Your goal: Output every line from the beginning of the records through the line that contains "to a string", exactly as it appears.

Dataset entries:

◆ ◆ ◆

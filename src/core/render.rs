//! Renderer module
//!
//! Renders a ResultSet as the single JSON object the launcher reads.

use crate::core::model::ResultSet;
use std::io::Write;

/// Render configuration
#[derive(Debug, Clone, Copy, Default)]
pub struct RenderConfig {
    pub pretty: bool,
}

impl RenderConfig {
    pub fn with_pretty(pretty: bool) -> Self {
        Self { pretty }
    }
}

/// Renderer for result sets
pub struct Renderer {
    config: RenderConfig,
}

impl Renderer {
    pub fn with_config(config: RenderConfig) -> Self {
        Self { config }
    }

    /// Render a result set to a string
    pub fn render(&self, result_set: &ResultSet) -> String {
        let rendered = if self.config.pretty {
            serde_json::to_string_pretty(result_set)
        } else {
            serde_json::to_string(result_set)
        };
        rendered.unwrap_or_else(|_| r#"{"items":[]}"#.to_string())
    }

    /// Render to a writer, followed by a newline
    pub fn render_to<W: Write>(&self, result_set: &ResultSet, mut writer: W) -> std::io::Result<()> {
        writeln!(writer, "{}", self.render(result_set))
    }
}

◆ ◆ ◆

Worked solution:
filename src/core/render.rs
//! Renderer module
//!
//! Renders a ResultSet as the single JSON object the launcher reads.

use crate::core::model::ResultSet;
use std::io::Write;

/// Render configuration
#[derive(Debug, Clone, Copy, Default)]
pub struct RenderConfig {
    pub pretty: bool,
}

impl RenderConfig {
    pub fn with_pretty(pretty: bool) -> Self {
        Self { pretty }
    }
}

/// Renderer for result sets
pub struct Renderer {
    config: RenderConfig,
}

impl Renderer {
    pub fn with_config(config: RenderConfig) -> Self {
        Self { config }
    }

    /// Render a result set to a string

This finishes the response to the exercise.